Lucie Roussel, 51, was at her cottage in Stratford, 250 km east of Montreal. She stepped on a wasp's nest while gardening. Ambulance officials say she was stung over a dozen times, mostly on her legs. An EpiPen was administered but Roussel died later in hospital. Spokespeople for the mayor say she did not have allergies to wasp stings.
Emergency room physician Dr. Mitch Shulman said that people don't have to be allergic to have a bad reaction or even die after suffering multiple wasp stings.
"The venom from all the stings can cause shock, affect the respiratory tract, alter the beating of the heart," Shulman said.
Shulman said most people don't know they are allergic until they are stung.
He said an EpiPen can help but it must be administered right away and only helps delay the reaction until proper medical care can be provided. Shulman said reactions, even fatal ones, can be very quick.
A lawyer by trade, Roussel was elected mayor in 2005. She had been a municipal councillor since1999. She was a candidate for the Quebec Liberal Party in the 2012 provincial election but was defeated. She sat on several committees and boards including that of the Union of Quebec Municipalities and the Régie Intermunicipale de Police Roussillon.
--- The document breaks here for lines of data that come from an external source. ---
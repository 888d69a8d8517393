use kurbo::Point;

/// Sixteen-way compass bucket, clockwise from north.
///
/// [`direction`] only ever yields the eight cardinal/intercardinal values; the in-between
/// buckets come from [`compass`].
#[derive(Debug, Clone, Copy, PartialEq, Eq, Hash, PartialOrd, Ord)]
pub enum Direction {
    N,
    Nne,
    Ne,
    Ene,
    E,
    Ese,
    Se,
    Sse,
    S,
    Ssw,
    Sw,
    Wsw,
    W,
    Wnw,
    Nw,
    Nnw,
}

impl Direction {
    pub const ALL: [Direction; 16] = [
        Direction::N,
        Direction::Nne,
        Direction::Ne,
        Direction::Ene,
        Direction::E,
        Direction::Ese,
        Direction::Se,
        Direction::Sse,
        Direction::S,
        Direction::Ssw,
        Direction::Sw,
        Direction::Wsw,
        Direction::W,
        Direction::Wnw,
        Direction::Nw,
        Direction::Nnw,
    ];

    #[must_use]
    pub fn index(self) -> i32 {
        self as i32
    }

    /// Bucket for `index`, wrapping modulo 16.
    #[must_use]
    pub fn from_index(index: i32) -> Self {
        Self::ALL[index.rem_euclid(16) as usize]
    }

    #[must_use]
    pub fn is_horizontal(self) -> bool {
        matches!(self, Direction::E | Direction::W)
    }
}

/// Coarse direction of the segment `from -> to`.
///
/// Equal x or y picks the cardinal direction, anything else the intercardinal one. `None` for
/// zero-length segments.
#[must_use]
pub fn direction(from: Point, to: Point) -> Option<Direction> {
    let dx = to.x - from.x;
    let dy = to.y - from.y;
    let dir = if dx == 0.0 {
        if dy > 0.0 {
            Direction::N
        } else if dy < 0.0 {
            Direction::S
        } else {
            return None;
        }
    } else if dx > 0.0 {
        if dy == 0.0 {
            Direction::E
        } else if dy > 0.0 {
            Direction::Ne
        } else {
            Direction::Se
        }
    } else if dy == 0.0 {
        Direction::W
    } else if dy > 0.0 {
        Direction::Nw
    } else {
        Direction::Sw
    };
    Some(dir)
}

/// Bearing of `from -> to` in degrees, `0` = north, increasing clockwise, in `[0, 360)`.
///
/// Zero-length segments have no bearing and yield `None`.
#[must_use]
pub fn angle(from: Point, to: Point) -> Option<f64> {
    let dir = direction(from, to)?;
    // Per quadrant: opposite/adjacent chosen so the adjacent side is never zero.
    let (base, opp, adj) = match dir.index() {
        0..=3 => (0.0, to.x - from.x, to.y - from.y),
        4..=7 => (90.0, from.y - to.y, to.x - from.x),
        8..=11 => (180.0, from.x - to.x, from.y - to.y),
        _ => (270.0, to.y - from.y, from.x - to.x),
    };
    Some(base + (opp / adj).atan().to_degrees())
}

/// Sixteen-way bucket of the bearing, each bucket spanning 22.5° centred on its heading.
#[must_use]
pub fn compass(from: Point, to: Point) -> Option<Direction> {
    let deg = angle(from, to)?;
    Some(Direction::from_index(((deg + 11.25) / 22.5).floor() as i32))
}

#[cfg(test)]
mod tests {
    use super::*;
    use approx::assert_abs_diff_eq;

    fn p(x: f64, y: f64) -> Point {
        Point::new(x, y)
    }

    #[test]
    fn cardinal_directions_on_ties() {
        let o = p(0.0, 0.0);
        assert_eq!(direction(o, p(0.0, 5.0)), Some(Direction::N));
        assert_eq!(direction(o, p(5.0, 0.0)), Some(Direction::E));
        assert_eq!(direction(o, p(0.0, -5.0)), Some(Direction::S));
        assert_eq!(direction(o, p(-5.0, 0.0)), Some(Direction::W));
        assert_eq!(direction(o, p(1.0, 9.0)), Some(Direction::Ne));
        assert_eq!(direction(o, p(9.0, -1.0)), Some(Direction::Se));
        assert_eq!(direction(o, p(-1.0, -1.0)), Some(Direction::Sw));
        assert_eq!(direction(o, p(-9.0, 1.0)), Some(Direction::Nw));
        assert_eq!(direction(o, o), None);
    }

    #[test]
    fn angles_run_clockwise_from_north() {
        let o = p(0.0, 0.0);
        assert_abs_diff_eq!(angle(o, p(0.0, 1.0)).unwrap(), 0.0, epsilon = 1e-9);
        assert_abs_diff_eq!(angle(o, p(1.0, 1.0)).unwrap(), 45.0, epsilon = 1e-9);
        assert_abs_diff_eq!(angle(o, p(1.0, 0.0)).unwrap(), 90.0, epsilon = 1e-9);
        assert_abs_diff_eq!(angle(o, p(1.0, -1.0)).unwrap(), 135.0, epsilon = 1e-9);
        assert_abs_diff_eq!(angle(o, p(0.0, -1.0)).unwrap(), 180.0, epsilon = 1e-9);
        assert_abs_diff_eq!(angle(o, p(-1.0, -1.0)).unwrap(), 225.0, epsilon = 1e-9);
        assert_abs_diff_eq!(angle(o, p(-1.0, 0.0)).unwrap(), 270.0, epsilon = 1e-9);
        assert_abs_diff_eq!(angle(o, p(-1.0, 1.0)).unwrap(), 315.0, epsilon = 1e-9);
        assert_abs_diff_eq!(
            angle(o, p(1.0, 3.0_f64.sqrt())).unwrap(),
            30.0,
            epsilon = 1e-9
        );
    }

    #[test]
    fn zero_length_segment_has_no_angle() {
        assert_eq!(angle(p(3.0, 4.0), p(3.0, 4.0)), None);
        assert_eq!(compass(p(3.0, 4.0), p(3.0, 4.0)), None);
    }

    #[test]
    fn compass_buckets_are_even() {
        let o = p(0.0, 0.0);
        assert_eq!(compass(o, p(0.0, 1.0)), Some(Direction::N));
        assert_eq!(compass(o, p(1.0, 2.0)), Some(Direction::Nne));
        assert_eq!(compass(o, p(2.0, 1.0)), Some(Direction::Ene));
        assert_eq!(compass(o, p(-0.1, 1.0)), Some(Direction::N));
        assert_eq!(compass(o, p(-1.0, 2.0)), Some(Direction::Nnw));
        assert_eq!(Direction::from_index(-1), Direction::Nnw);
        assert_eq!(Direction::from_index(17), Direction::Nne);
    }
}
Politicians of all stripes expressed shock at the news and extended their condolences, including Quebec Premier Philippe Couillard and Montreal mayor Denis Coderre. The flags at municipal buildings in La Prairie were lowered to half-staff Monday. Town officials described Roussel as "a visionary" and "devoted."
She leaves behind her family including an 18-year-old daughter and a 19-year-old son.
Funeral arrangements were not yet announced.